And it's become increasingly evident that a Rocky Mountain High is not a good thing these days for the canine population in The Centennial State.
Veterinarians in Colorado are reporting a surge in the number of dogs brought for treatment after ingesting edible forms of pot, such as cookies, brownies and butter. And, because a dog's metabolism is significantly different than a humans', they feel the effects of marijuana much longer, and far more intensely.
Further, marijuana poisoning in dogs can cause disorientation, seizures and temporary comas, vets say. And, unlike with humans, the symptoms in dogs can last for days — up to 4 — instead of just a matter of hours.
As a result, when owners see their dogs stumbling and glassy-eyed, they often panic, believing the situation could be life-threatening to their best friends.
Some vets say they're treating several cases involving dogs ingesting pot-laced products daily. "We see dogs stoned out of their minds for days. They're a mess," Tim Hackett, director of the ColoradoStateUniversity veterinary teaching hospital, recently told USA Today. "The pot goes in cookies and butters. Dogs love that stuff, and they won't eat just one."

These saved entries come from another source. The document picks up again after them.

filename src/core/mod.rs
//! Core services and infrastructure

pub mod error_handling;
pub mod logging;
pub mod styles; // colour roles for rpsq output and clap help
pub mod sync;
pub mod time;
pub mod validation;
pub mod version;
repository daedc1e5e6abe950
//! Core Functionality Tests - publish, subscribe and consume essentials

#[cfg(test)]
mod tests {
    use crate::queue::api::{ConsumeOptions, QueueError};
    use crate::queue::tests::setup;
    use crate::store::KeyValueStore;

    #[test]
    fn test_subscribe_publish_consume_scenario() {
        let (_store, coordinator) = setup();

        let session = coordinator.subscribe("orders", "c1").unwrap();
        coordinator.publish("orders", "hello", 3600).unwrap();

        let first = session.consume(ConsumeOptions::non_blocking()).unwrap();
        assert_eq!(first.as_deref(), Some("hello"));

        let second = session.consume(ConsumeOptions::non_blocking()).unwrap();
        assert!(second.is_none(), "Second consume should find nothing");
    }

    #[test]
    fn test_publish_without_subscriber_is_not_delivered_later() {
        let (_store, coordinator) = setup();

        coordinator
            .publish("test", "test message content", 3600)
            .unwrap();
        let session = coordinator.subscribe("test", "consumer").unwrap();

        assert_eq!(session.try_consume().unwrap(), None);
    }

    #[test]
    fn test_publish_with_reader() {
        let (_store, coordinator) = setup();

        let session = coordinator.subscribe("test", "consumer").unwrap();
        coordinator
            .publish_with_default_ttl("test", "test message content")
            .unwrap();

        assert_eq!(
            session.try_consume().unwrap().as_deref(),
            Some("test message content")
        );
    }

    #[test]
    fn test_message_ids_strictly_increase_across_namespace() {
        let (_store, coordinator) = setup();

        let ids: Vec<u64> = (0..3)
            .map(|i| {
                coordinator
                    .publish("orders", &format!("m{}", i), 3600)
                    .unwrap()
            })
            .collect();

        assert_eq!(ids, vec![1, 2, 3]);

        // One counter serves every queue of the namespace
        assert_eq!(coordinator.publish("invoices", "x", 3600).unwrap(), 4);
        assert_eq!(coordinator.publish("orders", "m3", 3600).unwrap(), 5);
    }

    #[test]
    fn test_delivery_preserves_publish_order() {
        let (_store, coordinator) = setup();
        let session = coordinator.subscribe("orders", "c1").unwrap();

        for i in 0..10 {
            coordinator
                .publish("orders", &format!("order-{}", i), 3600)
                .unwrap();
        }

        for i in 0..10 {
            assert_eq!(
                session.try_consume().unwrap(),
                Some(format!("order-{}", i))
            );
        }
        assert_eq!(session.try_consume().unwrap(), None);
    }

    #[test]
    fn test_stored_payload_and_delivery_keys() {
        let (store, coordinator) = setup();
        let _session = coordinator.subscribe("orders", "c1").unwrap();

        let id = coordinator.publish("orders", "hello", 3600).unwrap();

        assert_eq!(
            store.get("n.orders.messages.1").unwrap().as_deref(),
            Some("hello")
        );
        assert_eq!(id, 1);
        assert_eq!(store.list_len("n.orders.c1.messages").unwrap(), 1);
        assert_eq!(
            store.members("n.orders.consumers").unwrap(),
            vec!["c1".to_string()]
        );
    }

    #[test]
    fn test_default_ttl_configuration() {
        let (_store, coordinator) = setup();
        assert_eq!(coordinator.default_ttl_seconds(), 3600);

        let coordinator = coordinator.with_default_ttl(60).unwrap();
        assert_eq!(coordinator.default_ttl_seconds(), 60);

        assert!(matches!(
            coordinator.with_default_ttl(0),
            Err(QueueError::InvalidTtl { .. })
        ));
    }

    #[test]
    fn test_coordinator_accessors() {
        let (_store, coordinator) = setup();
        assert_eq!(coordinator.namespace(), "n");
        assert!(coordinator.store().is_connected());
        assert_eq!(coordinator.keys().next_id_key(), "n.nextid");

        let session = coordinator.subscribe("orders", "c1").unwrap();
        assert_eq!(session.queue(), "orders");
        assert_eq!(session.consumer_id(), "c1");
    }
}
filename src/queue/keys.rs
//! Namespaced key derivation
//!
//! Every key the queue system touches is built here from a namespace followed
//! by path segments joined with [`KEY_SEPARATOR`]:
//!
//! ```text
//! {ns}.nextid                        message id counter (whole namespace)
//! {ns}.{queue}.consumers             subscriber set
//! {ns}.{queue}.messages.{id}         stored payload (with TTL)
//! {ns}.{queue}.{consumer}.messages   consumer delivery queue
//! ```
//!
//! Identifiers must not contain the separator; [`validate_identifier`] is
//! applied at every public entry point so two different tuples can never
//! map to the same key.

use crate::core::validation;
use crate::queue::error::{QueueError, QueueResult};
use crate::queue::types::MessageId;

/// Separator between key segments
pub const KEY_SEPARATOR: char = '.';

/// Check a namespace, queue or consumer identifier; `kind` names it in errors
pub fn validate_identifier(kind: &'static str, value: &str) -> QueueResult<()> {
    validation::validate_identifier(value, KEY_SEPARATOR)
        .map_err(|reason| QueueError::invalid_identifier(kind, value, reason))
}

/// Pure key derivation for one namespace
#[derive(Debug, Clone, PartialEq, Eq)]
pub struct KeyBuilder {
    namespace: String,
}

impl KeyBuilder {
    pub fn new(namespace: impl Into<String>) -> QueueResult<Self> {
        let namespace = namespace.into();
        validate_identifier("namespace", &namespace)?;
        Ok(Self { namespace })
    }

    pub fn namespace(&self) -> &str {
        &self.namespace
    }

    fn join(&self, segments: &[&str]) -> String {
        let capacity = self.namespace.len() + segments.iter().map(|s| s.len() + 1).sum::<usize>();
        let mut key = String::with_capacity(capacity);
        key.push_str(&self.namespace);
        for segment in segments {
            key.push(KEY_SEPARATOR);
            key.push_str(segment);
        }
        key
    }

    /// Set of consumer ids subscribed to `queue`
    pub fn subscriptions_key(&self, queue: &str) -> String {
        self.join(&[queue, "consumers"])
    }

    /// Counter allocating message ids for every queue of the namespace
    ///
    /// Queue keys always have at least three segments, so a queue named
    /// `nextid` cannot collide with it.
    pub fn next_id_key(&self) -> String {
        self.join(&["nextid"])
    }

    /// Stored payload of message `message_id` on `queue`
    pub fn message_key(&self, queue: &str, message_id: MessageId) -> String {
        self.join(&[queue, "messages", &message_id.to_string()])
    }

    /// Pending message ids for `consumer` on `queue`
    pub fn delivery_queue_key(&self, queue: &str, consumer: &str) -> String {
        self.join(&[queue, consumer, "messages"])
    }
}
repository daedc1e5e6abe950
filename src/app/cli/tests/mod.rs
//! Tests for the CLI module
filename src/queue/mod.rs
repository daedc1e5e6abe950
//! Namespaced Fan-out Queue
//!
//! A multi-consumer publish/subscribe queue built entirely from key-value
//! store primitives. Every published message is stored once with a TTL, and
//! a reference to it is fanned out to the personal delivery queue of every
//! consumer subscribed at publish time.
//!
//! # Overview
//!
//! - **Namespaces**: all keys are prefixed, so independent buses can share a store
//! - **Fan-out**: every subscribed consumer receives every message (not a work queue)
//! - **Atomic ids**: a per-queue counter orders concurrent publishers
//! - **TTL-bounded payloads**: undelivered messages expire; consumers skip them
//! - **Deadline-accurate blocking**: a blocking consume never waits past its budget
//!
//! # Architecture
//!
//! ```text
//!   publish("orders", payload)
//!          │
//!          ▼
//! ┌──────────────────────┐  INCR n.nextid               ──► id = 7
//! │   QueueCoordinator   │  SETEX n.orders.messages.7   ──► payload (TTL)
//! └──────────┬───────────┘  SMEMBERS n.orders.consumers ──► {c1, c2}
//!            │ RPUSH 7
//!      ┌─────┴──────────────────┐
//!      ▼                        ▼
//! n.orders.c1.messages    n.orders.c2.messages
//!  [5, 6, 7]               [7]
//!      │ LPOP / BLPOP           │
//!      ▼                        ▼
//! ┌──────────────┐        ┌──────────────┐
//! │ Session (c1) │        │ Session (c2) │   GET n.orders.messages.{id}
//! └──────────────┘        └──────────────┘
//! ```
//!
//! # Example Usage
//!
//! ```rust
//! use rpsqueue::queue::{ConsumeOptions, QueueCoordinator};
//! use rpsqueue::store::MemoryStore;
//! use std::sync::Arc;
//!
//! # fn example() -> Result<(), Box<dyn std::error::Error>> {
//! let coordinator = QueueCoordinator::new("shop", Arc::new(MemoryStore::new()))?;
//!
//! let billing = coordinator.subscribe("orders", "billing")?;
//! let shipping = coordinator.subscribe("orders", "shipping")?;
//!
//! coordinator.publish("orders", "order #1", 3600)?;
//!
//! // Both consumers get their own copy
//! assert_eq!(billing.try_consume()?.as_deref(), Some("order #1"));
//! assert_eq!(shipping.try_consume()?.as_deref(), Some("order #1"));
//! assert_eq!(billing.consume(ConsumeOptions::non_blocking())?, None);
//! # Ok(())
//! # }
//! # example().unwrap();
//! ```

pub mod api;
mod coordinator;
mod error;
mod keys;
mod session;
mod types;

pub use coordinator::QueueCoordinator;
pub use error::{QueueError, QueueResult};
pub use keys::{validate_identifier, KeyBuilder, KEY_SEPARATOR};
pub use session::{ConsumerSession, MIN_BLOCKING_WAIT};
pub use types::{ConsumeOptions, MessageId, DEFAULT_TTL_SECONDS};

#[cfg(test)]
mod tests;
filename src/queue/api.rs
//! Public API for the queue system
//!
//! External modules should import from here rather than directly from the
//! internal modules. See the module documentation for the key layout and
//! the consume protocol.

// Coordinator and per-consumer sessions
pub use crate::queue::coordinator::QueueCoordinator;
pub use crate::queue::session::ConsumerSession;

// Key derivation
pub use crate::queue::keys::{validate_identifier, KeyBuilder};

// Options and identifiers
pub use crate::queue::types::{ConsumeOptions, MessageId, DEFAULT_TTL_SECONDS};

// Error handling
pub use crate::queue::error::{QueueError, QueueResult};

// Store abstraction the coordinator is built on
pub use crate::store::{KeyValueStore, MemoryStore, RedisStore};
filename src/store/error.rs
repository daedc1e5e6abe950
//! Store Error Types

#[derive(Debug, Clone, PartialEq, Eq, thiserror::Error)]
pub enum StoreError {
    #[error("Store unavailable: {message}")]
    Unavailable { message: String },

    #[error("Store command failed: {message}")]
    Command { message: String },
}

impl StoreError {
    pub fn unavailable(message: impl Into<String>) -> Self {
        Self::Unavailable {
            message: message.into(),
        }
    }

    pub fn command(message: impl Into<String>) -> Self {
        Self::Command {
            message: message.into(),
        }
    }

    /// True when the failure means the store could not be reached at all
    pub fn is_connectivity(&self) -> bool {
        matches!(self, Self::Unavailable { .. })
    }
}

/// Result type for store primitives
pub type StoreResult<T> = Result<T, StoreError>;
//! ConsumerSession - the read side for one (queue, consumer) pair
//!
//! A session pops message ids from its delivery queue and resolves them to
//! payloads. Payloads can expire before their id is popped; such ids are
//! skipped silently and the session moves on to the next one.

use crate::queue::coordinator::ensure_connected;
use crate::queue::error::QueueResult;
use crate::queue::keys::KeyBuilder;
use crate::queue::types::{ConsumeOptions, MessageId};
use crate::store::KeyValueStore;
use std::sync::Arc;
use std::time::{Duration, Instant};

/// Remaining budgets shorter than this are served by a non-blocking pop
pub const MIN_BLOCKING_WAIT: Duration = Duration::from_millis(1);

/// Fixed end point of a blocking consume call
#[derive(Debug, Clone, Copy)]
enum Deadline {
    Never,
    At(Instant),
}

impl Deadline {
    /// A budget too large to represent as an instant is treated as unbounded
    fn after(timeout: Duration) -> Self {
        if timeout.is_zero() {
            return Self::Never;
        }
        match Instant::now().checked_add(timeout) {
            Some(at) => Self::At(at),
            None => Self::Never,
        }
    }

    /// Time left before the deadline; `None` when unbounded
    fn remaining(&self) -> Option<Duration> {
        match self {
            Self::Never => None,
            Self::At(at) => Some(at.saturating_duration_since(Instant::now())),
        }
    }
}

/// Handle for consuming messages delivered to one consumer of one queue
///
/// Sessions are created by
/// [`QueueCoordinator::subscribe`](crate::queue::QueueCoordinator::subscribe) or
/// [`QueueCoordinator::session`](crate::queue::QueueCoordinator::session).
/// Dropping a session does not unsubscribe; membership lives in the store
/// until [`unsubscribe`](Self::unsubscribe) is called.
///
/// # Example
///
/// ```rust
/// # use rpsqueue::queue::{ConsumeOptions, QueueCoordinator};
/// # use rpsqueue::store::MemoryStore;
/// # use std::sync::Arc;
/// # use std::time::Duration;
/// # fn example() -> Result<(), Box<dyn std::error::Error>> {
/// # let coordinator = QueueCoordinator::new("n", Arc::new(MemoryStore::new()))?;
/// let session = coordinator.subscribe("orders", "c1")?;
///
/// // Waits at most 2 seconds in total, however many expired ids are skipped
/// match session.consume(ConsumeOptions::blocking(Duration::from_secs(2)))? {
///     Some(payload) => println!("Received: {}", payload),
///     None => println!("Nothing arrived in time"),
/// }
///
/// session.unsubscribe()?;
/// # Ok(())
/// # }
/// ```
#[derive(Clone)]
pub struct ConsumerSession {
    keys: KeyBuilder,
    store: Arc<dyn KeyValueStore>,
    queue: String,
    consumer_id: String,
    delivery_key: String,
}

impl std::fmt::Debug for ConsumerSession {
    fn fmt(&self, f: &mut std::fmt::Formatter<'_>) -> std::fmt::Result {
        f.debug_struct("ConsumerSession")
            .field("keys", &self.keys)
            .field("queue", &self.queue)
            .field("consumer_id", &self.consumer_id)
            .field("delivery_key", &self.delivery_key)
            .finish_non_exhaustive()
    }
}

impl ConsumerSession {
    pub(crate) fn new(
        keys: KeyBuilder,
        store: Arc<dyn KeyValueStore>,
        queue: String,
        consumer_id: String,
    ) -> Self {
        let delivery_key = keys.delivery_queue_key(&queue, &consumer_id);
        Self {
            keys,
            store,
            queue,
            consumer_id,
            delivery_key,
        }
    }

    pub fn queue(&self) -> &str {
        &self.queue
    }

    pub fn consumer_id(&self) -> &str {
        &self.consumer_id
    }

    /// Receive the next live payload addressed to this consumer
    ///
    /// Returns `Ok(None)` when nothing is available: immediately for a
    /// non-blocking call, or once the timeout budget is spent for a blocking
    /// one. Expired payloads are never returned.
    ///
    /// A blocking call occupies the store for the whole wait when the store
    /// serialises its commands (as [`RedisStore`](crate::store::RedisStore)
    /// does). Give blocking consumers their own store connection rather than
    /// sharing the publisher's.
    pub fn consume(&self, options: ConsumeOptions) -> QueueResult<Option<String>> {
        ensure_connected(self.store.as_ref())?;

        if !options.block {
            return self.next_live_payload();
        }

        self.consume_until(Deadline::after(options.timeout))
    }

    fn consume_until(&self, deadline: Deadline) -> QueueResult<Option<String>> {
        loop {
            let wait = match deadline.remaining() {
                None => Duration::ZERO,
                Some(left) if left >= MIN_BLOCKING_WAIT => left,
                // Budget spent: one last non-blocking pass
                Some(_) => return self.next_live_payload(),
            };

            let message_id = match self.store.blocking_pop_head(&self.delivery_key, wait)? {
                Some((_, message_id)) => message_id,
                None => {
                    log::trace!(
                        "Consume timed out for '{}' on '{}'",
                        self.consumer_id,
                        self.queue
                    );
                    return Ok(None);
                }
            };

            if let Some(payload) = self.resolve(&message_id)? {
                return Ok(Some(payload));
            }
        }
    }

    /// Non-blocking consume
    pub fn try_consume(&self) -> QueueResult<Option<String>> {
        self.consume(ConsumeOptions::non_blocking())
    }

    /// Drain up to `max` live payloads without blocking
    pub fn consume_batch(&self, max: usize) -> QueueResult<Vec<String>> {
        ensure_connected(self.store.as_ref())?;

        let mut batch = Vec::with_capacity(max.min(64));
        while batch.len() < max {
            match self.next_live_payload()? {
                Some(payload) => batch.push(payload),
                None => break,
            }
        }
        Ok(batch)
    }

    /// Whether this consumer is currently in the queue's subscriber set
    pub fn is_subscribed(&self) -> QueueResult<bool> {
        ensure_connected(self.store.as_ref())?;

        let members = self
            .store
            .members(&self.keys.subscriptions_key(&self.queue))?;
        Ok(members.iter().any(|member| member == &self.consumer_id))
    }

    /// Leave the queue and discard every pending delivery
    ///
    /// Abandoned payloads stay in the store until their TTL runs out.
    /// Calling this again is harmless.
    pub fn unsubscribe(&self) -> QueueResult<()> {
        ensure_connected(self.store.as_ref())?;

        self.store
            .remove_from_set(&self.keys.subscriptions_key(&self.queue), &self.consumer_id)?;
        self.store.delete_key(&self.delivery_key)?;
        log::debug!(
            "Unsubscribed consumer '{}' from queue '{}'",
            self.consumer_id,
            self.queue
        );
        Ok(())
    }

    /// Pop ids until one resolves to a live payload or the queue is empty
    fn next_live_payload(&self) -> QueueResult<Option<String>> {
        while let Some(message_id) = self.store.pop_head(&self.delivery_key)? {
            if let Some(payload) = self.resolve(&message_id)? {
                return Ok(Some(payload));
            }
        }
        Ok(None)
    }

    fn resolve(&self, message_id: &str) -> QueueResult<Option<String>> {
        let message_id = match message_id.parse::<MessageId>() {
            Ok(id) => id,
            Err(_) => {
                log::warn!(
                    "Skipping malformed message id '{}' in delivery queue '{}'",
                    message_id,
                    self.delivery_key
                );
                return Ok(None);
            }
        };

        let payload = self
            .store
            .get(&self.keys.message_key(&self.queue, message_id))?;
        if payload.is_none() {
            log::trace!(
                "Message {} on '{}' expired before '{}' consumed it",
                message_id,
                self.queue,
                self.consumer_id
            );
        }
        Ok(payload)
    }
}
//! CLI module containing argument parsing and subcommand execution

pub mod args;
pub mod commands;

pub use args::{Cli, Command, ConsumeArgs, GlobalArgs};
pub use commands::{run, OutputOptions};

#[cfg(test)]
mod tests;
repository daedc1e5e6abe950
//! Error reporting helpers
//!
//! Errors that reach the top of the binary are reported differently depending
//! on who can fix them: a bad queue name or config value is shown to the user
//! as-is, while a store failure gets a short context line with the details at
//! debug level.

/// Errors that can tell user mistakes apart from system failures
///
/// When `is_user_actionable()` returns `true`, `user_message()` must return
/// `Some(message)`; otherwise it returns `None`.
pub trait ContextualError: std::error::Error {
    /// True when the user can correct the problem (invalid input or configuration)
    fn is_user_actionable(&self) -> bool;

    /// The message to show for user-actionable errors
    fn user_message(&self) -> Option<String>;
}

/// Log a fatal error with a detail level suited to its kind
///
/// # Examples
/// ```rust,no_run
/// # use rpsqueue::core::error_handling::log_error_with_context;
/// # use rpsqueue::queue::QueueError;
/// let err = QueueError::StoreUnavailable { message: "connection refused".to_string() };
/// log_error_with_context(&err, "Publishing message");
/// // Logs: "FATAL: Publishing message", details at debug level
/// ```
pub fn log_error_with_context<E: ContextualError + std::fmt::Display + std::fmt::Debug>(
    error: &E,
    operation_context: &str,
) {
    match error.user_message() {
        Some(user_msg) if error.is_user_actionable() => log::error!("FATAL: {}", user_msg),
        _ => log::error!("FATAL: {}", operation_context),
    }
    log::debug!("DETAIL: {}", error);
    log::debug!("DEBUG_DETAILS: {:?}", error);
}

#[cfg(test)]
mod tests {
    use super::*;
    use crate::queue::QueueError;

    #[test]
    fn test_invalid_identifier_is_user_actionable() {
        let error = QueueError::invalid_identifier(
            "queue",
            "orders.eu",
            "'orders.eu' contains the reserved key separator '.'".to_string(),
        );

        assert!(error.is_user_actionable());
        let message = error.user_message().unwrap();
        assert!(message.contains("orders.eu"));
    }

    #[test]
    fn test_store_unavailable_is_a_system_error() {
        let error = QueueError::StoreUnavailable {
            message: "Connection refused".to_string(),
        };

        assert!(!error.is_user_actionable());
        assert_eq!(error.user_message(), None);

        // Must not panic for either kind
        log_error_with_context(&error, "Publishing message");
        let ttl_error = QueueError::InvalidTtl {
            reason: "Message TTL must be at least 1 second".to_string(),
        };
        log_error_with_context(&ttl_error, "Publishing message");
    }
}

One vet tech interviewed for the USA Today article mentioned that when first questioned, many owners deny there was pot in the house until veterinarians recommend a series of expensive tests to rule out more exotic causes. "That's when they come clean," said Chynel Dobbs with Animal Critical Care and Emergency Services in suburban Denver.
It's not large amounts of pot buds that threaten pooches, because they're generally not attracted to the dried plant. But when it becomes an aromatic delicacy left where they can access it, well, that's different. Any dog owner knows that!